## WHAT TO PRODUCE
The required output is the exact run of lines below that opens at the line with "pub fn get(&self, id: &str)" and closes at the line with "file as is.".

── RECORDS PROVIDED

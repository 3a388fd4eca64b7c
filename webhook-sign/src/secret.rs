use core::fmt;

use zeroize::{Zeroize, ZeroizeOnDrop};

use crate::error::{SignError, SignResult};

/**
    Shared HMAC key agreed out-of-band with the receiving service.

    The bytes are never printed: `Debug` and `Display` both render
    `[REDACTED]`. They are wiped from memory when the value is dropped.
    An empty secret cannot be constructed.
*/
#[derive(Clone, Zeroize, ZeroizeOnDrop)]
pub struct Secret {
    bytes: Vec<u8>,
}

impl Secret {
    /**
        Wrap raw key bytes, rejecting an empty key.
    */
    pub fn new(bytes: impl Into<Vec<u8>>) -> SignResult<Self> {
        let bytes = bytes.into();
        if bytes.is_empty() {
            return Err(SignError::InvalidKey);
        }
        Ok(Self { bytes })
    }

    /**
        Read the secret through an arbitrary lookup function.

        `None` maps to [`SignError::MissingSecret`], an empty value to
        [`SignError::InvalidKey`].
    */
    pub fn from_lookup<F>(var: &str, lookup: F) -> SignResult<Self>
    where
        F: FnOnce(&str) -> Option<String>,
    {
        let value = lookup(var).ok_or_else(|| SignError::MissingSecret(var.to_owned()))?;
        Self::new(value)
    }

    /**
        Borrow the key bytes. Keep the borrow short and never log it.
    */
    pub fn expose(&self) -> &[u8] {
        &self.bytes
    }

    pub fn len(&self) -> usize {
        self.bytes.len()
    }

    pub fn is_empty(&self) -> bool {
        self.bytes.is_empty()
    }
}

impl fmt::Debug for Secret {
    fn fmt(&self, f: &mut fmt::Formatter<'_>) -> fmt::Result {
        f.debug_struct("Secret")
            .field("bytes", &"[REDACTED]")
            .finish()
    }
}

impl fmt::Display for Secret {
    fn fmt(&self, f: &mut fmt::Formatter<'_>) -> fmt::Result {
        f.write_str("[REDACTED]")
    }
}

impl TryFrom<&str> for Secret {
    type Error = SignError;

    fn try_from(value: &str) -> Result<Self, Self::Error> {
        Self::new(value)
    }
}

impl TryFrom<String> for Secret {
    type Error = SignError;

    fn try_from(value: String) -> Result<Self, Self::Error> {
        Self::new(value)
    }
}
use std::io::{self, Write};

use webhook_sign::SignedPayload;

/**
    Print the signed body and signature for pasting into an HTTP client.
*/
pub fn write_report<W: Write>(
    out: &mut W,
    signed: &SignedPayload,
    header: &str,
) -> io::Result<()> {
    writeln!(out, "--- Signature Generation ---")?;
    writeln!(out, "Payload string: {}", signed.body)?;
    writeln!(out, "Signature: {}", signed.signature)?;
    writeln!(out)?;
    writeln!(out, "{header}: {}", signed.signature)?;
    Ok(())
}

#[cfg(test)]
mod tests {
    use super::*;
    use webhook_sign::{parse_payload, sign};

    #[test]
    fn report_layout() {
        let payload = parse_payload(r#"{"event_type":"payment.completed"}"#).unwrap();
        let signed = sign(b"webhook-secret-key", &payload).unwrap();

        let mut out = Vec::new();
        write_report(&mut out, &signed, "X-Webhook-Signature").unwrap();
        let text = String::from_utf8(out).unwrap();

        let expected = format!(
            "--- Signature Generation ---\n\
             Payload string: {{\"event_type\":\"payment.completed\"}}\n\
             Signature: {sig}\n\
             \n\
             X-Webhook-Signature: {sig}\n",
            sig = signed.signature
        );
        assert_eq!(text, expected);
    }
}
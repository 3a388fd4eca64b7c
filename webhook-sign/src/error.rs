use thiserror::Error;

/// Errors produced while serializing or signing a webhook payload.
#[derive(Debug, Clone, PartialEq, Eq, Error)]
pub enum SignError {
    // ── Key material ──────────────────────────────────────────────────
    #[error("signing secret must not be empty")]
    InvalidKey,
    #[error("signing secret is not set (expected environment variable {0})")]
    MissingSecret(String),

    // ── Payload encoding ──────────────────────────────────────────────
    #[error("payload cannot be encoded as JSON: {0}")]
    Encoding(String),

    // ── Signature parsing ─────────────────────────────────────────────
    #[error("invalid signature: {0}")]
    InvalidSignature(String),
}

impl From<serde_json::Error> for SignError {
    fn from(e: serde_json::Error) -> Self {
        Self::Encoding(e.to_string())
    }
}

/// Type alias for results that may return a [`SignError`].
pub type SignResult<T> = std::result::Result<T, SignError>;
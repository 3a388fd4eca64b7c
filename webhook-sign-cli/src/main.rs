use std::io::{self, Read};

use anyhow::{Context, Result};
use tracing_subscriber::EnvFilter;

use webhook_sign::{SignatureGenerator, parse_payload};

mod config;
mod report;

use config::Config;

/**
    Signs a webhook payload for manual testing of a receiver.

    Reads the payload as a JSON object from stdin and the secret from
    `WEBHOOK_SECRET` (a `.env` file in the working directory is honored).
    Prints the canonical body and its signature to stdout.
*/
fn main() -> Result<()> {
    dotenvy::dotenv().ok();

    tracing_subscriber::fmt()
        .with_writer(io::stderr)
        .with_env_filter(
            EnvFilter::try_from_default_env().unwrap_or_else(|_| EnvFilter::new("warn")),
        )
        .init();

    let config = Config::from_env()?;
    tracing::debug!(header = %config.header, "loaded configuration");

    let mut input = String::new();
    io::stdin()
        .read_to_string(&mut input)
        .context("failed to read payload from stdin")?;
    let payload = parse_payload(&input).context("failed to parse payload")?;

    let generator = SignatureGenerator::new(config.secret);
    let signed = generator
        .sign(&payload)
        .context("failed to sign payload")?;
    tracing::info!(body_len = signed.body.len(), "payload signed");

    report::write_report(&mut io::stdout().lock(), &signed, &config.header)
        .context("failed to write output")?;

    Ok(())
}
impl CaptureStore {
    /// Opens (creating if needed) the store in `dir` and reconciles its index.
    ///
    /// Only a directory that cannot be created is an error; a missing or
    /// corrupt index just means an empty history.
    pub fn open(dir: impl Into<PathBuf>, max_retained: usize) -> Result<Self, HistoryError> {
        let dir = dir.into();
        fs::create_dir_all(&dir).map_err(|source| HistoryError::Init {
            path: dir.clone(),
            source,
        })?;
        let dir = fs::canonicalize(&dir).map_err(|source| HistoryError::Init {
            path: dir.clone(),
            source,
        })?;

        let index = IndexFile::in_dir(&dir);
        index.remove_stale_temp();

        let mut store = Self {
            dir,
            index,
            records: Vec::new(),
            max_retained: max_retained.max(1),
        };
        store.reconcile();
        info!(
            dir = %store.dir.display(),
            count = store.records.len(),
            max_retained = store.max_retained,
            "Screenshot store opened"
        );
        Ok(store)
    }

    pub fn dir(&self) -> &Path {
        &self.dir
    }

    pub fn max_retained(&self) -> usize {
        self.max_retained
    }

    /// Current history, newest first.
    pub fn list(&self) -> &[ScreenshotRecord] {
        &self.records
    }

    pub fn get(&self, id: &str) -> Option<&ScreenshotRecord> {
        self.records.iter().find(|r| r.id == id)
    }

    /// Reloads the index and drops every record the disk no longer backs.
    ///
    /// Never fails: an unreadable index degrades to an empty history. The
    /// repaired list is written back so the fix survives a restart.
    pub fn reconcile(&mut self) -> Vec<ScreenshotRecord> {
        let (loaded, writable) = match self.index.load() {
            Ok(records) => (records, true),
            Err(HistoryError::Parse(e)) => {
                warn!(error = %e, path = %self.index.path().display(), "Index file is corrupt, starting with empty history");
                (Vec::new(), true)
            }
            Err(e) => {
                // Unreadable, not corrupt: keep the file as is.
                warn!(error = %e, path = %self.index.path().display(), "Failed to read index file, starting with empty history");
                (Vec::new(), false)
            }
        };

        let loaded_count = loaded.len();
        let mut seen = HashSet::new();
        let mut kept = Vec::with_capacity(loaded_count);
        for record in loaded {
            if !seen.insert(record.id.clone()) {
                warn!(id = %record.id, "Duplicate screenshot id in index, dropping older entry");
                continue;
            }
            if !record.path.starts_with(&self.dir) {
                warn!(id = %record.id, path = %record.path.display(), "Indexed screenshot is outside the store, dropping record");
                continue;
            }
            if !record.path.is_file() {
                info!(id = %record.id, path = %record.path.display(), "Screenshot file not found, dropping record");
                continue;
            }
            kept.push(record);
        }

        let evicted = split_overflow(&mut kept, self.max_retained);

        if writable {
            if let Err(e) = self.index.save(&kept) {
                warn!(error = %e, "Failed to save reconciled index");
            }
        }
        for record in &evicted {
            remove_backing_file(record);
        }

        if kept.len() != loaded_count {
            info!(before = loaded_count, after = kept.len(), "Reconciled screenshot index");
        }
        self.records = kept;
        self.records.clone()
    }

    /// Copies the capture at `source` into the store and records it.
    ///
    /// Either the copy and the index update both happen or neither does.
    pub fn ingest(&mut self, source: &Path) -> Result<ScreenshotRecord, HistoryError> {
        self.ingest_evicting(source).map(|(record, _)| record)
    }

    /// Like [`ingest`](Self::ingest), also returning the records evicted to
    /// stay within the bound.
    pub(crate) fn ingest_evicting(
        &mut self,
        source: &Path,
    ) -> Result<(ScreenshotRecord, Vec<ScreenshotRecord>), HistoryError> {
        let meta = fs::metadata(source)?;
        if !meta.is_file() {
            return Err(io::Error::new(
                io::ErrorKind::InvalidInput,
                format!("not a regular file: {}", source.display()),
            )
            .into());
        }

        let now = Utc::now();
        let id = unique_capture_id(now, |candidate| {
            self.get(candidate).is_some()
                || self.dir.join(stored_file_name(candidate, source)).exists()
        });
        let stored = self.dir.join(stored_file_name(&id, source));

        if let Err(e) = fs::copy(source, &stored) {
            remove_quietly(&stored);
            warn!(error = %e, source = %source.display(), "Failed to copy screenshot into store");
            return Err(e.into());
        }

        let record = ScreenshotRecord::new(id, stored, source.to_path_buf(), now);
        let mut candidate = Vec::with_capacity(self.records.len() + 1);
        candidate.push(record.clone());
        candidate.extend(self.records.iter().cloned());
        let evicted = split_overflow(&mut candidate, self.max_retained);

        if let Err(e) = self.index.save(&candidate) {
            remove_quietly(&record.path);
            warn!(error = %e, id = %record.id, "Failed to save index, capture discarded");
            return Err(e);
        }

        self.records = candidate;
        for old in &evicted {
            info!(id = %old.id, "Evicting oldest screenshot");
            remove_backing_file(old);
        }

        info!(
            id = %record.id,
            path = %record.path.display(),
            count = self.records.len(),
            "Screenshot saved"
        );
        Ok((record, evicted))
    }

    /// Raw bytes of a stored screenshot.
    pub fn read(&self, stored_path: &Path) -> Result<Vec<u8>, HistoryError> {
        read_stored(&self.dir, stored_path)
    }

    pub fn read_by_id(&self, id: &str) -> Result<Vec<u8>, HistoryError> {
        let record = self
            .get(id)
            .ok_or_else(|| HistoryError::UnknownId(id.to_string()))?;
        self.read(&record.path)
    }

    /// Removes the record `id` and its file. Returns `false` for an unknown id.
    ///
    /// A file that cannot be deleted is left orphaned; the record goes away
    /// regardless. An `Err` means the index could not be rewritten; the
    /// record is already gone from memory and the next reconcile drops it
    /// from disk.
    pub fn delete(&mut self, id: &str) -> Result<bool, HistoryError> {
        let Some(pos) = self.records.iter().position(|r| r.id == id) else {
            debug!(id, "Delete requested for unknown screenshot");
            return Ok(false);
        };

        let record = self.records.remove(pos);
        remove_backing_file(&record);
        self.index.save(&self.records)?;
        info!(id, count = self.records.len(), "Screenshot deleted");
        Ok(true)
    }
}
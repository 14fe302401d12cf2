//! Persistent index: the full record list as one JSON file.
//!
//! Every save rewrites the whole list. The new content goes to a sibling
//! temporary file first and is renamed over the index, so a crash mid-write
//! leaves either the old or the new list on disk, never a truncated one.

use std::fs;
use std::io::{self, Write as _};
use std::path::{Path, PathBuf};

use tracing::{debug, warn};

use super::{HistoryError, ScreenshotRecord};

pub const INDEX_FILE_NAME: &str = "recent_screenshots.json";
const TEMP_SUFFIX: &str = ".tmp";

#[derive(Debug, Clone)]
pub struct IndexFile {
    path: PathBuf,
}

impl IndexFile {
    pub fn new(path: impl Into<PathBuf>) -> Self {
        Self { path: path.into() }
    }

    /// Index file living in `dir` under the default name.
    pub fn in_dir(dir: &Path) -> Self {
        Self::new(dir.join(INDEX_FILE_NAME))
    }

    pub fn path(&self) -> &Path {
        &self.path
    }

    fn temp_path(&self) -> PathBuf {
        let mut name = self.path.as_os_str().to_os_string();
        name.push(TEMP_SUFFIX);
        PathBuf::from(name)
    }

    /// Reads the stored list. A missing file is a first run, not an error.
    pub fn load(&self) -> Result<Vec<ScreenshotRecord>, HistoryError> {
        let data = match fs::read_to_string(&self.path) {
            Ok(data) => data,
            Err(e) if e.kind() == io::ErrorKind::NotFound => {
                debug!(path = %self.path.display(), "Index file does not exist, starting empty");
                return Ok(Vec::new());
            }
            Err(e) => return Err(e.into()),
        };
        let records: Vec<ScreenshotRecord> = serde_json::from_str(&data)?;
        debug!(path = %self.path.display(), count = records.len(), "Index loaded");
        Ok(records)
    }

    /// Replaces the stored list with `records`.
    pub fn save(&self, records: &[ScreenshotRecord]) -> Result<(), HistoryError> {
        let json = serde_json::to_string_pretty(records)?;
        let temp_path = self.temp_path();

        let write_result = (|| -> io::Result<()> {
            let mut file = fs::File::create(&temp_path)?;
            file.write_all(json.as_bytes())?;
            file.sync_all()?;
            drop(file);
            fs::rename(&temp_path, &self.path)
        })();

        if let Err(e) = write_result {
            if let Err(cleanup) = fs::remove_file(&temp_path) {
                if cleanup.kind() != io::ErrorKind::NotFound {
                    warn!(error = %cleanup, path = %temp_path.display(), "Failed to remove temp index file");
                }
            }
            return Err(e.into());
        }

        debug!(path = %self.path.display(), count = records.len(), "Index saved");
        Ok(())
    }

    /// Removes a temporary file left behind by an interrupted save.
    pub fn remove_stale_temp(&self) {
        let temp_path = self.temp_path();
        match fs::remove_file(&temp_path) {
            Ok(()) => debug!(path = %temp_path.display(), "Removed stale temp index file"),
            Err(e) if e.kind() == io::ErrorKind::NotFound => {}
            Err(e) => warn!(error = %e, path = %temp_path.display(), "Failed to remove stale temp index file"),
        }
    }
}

────

## EXERCISE RESPONSE
    pub fn get(&self, id: &str) -> Option<&ScreenshotRecord> {
        self.records.iter().find(|r| r.id == id)
    }

    /// Reloads the index and drops every record the disk no longer backs.
    ///
    /// Never fails: an unreadable index degrades to an empty history. The
    /// repaired list is written back so the fix survives a restart.
    pub fn reconcile(&mut self) -> Vec<ScreenshotRecord> {
        let (loaded, writable) = match self.index.load() {
            Ok(records) => (records, true),
            Err(HistoryError::Parse(e)) => {
                warn!(error = %e, path = %self.index.path().display(), "Index file is corrupt, starting with empty history");
                (Vec::new(), true)
            }
            Err(e) => {
                // Unreadable, not corrupt: keep the file as is.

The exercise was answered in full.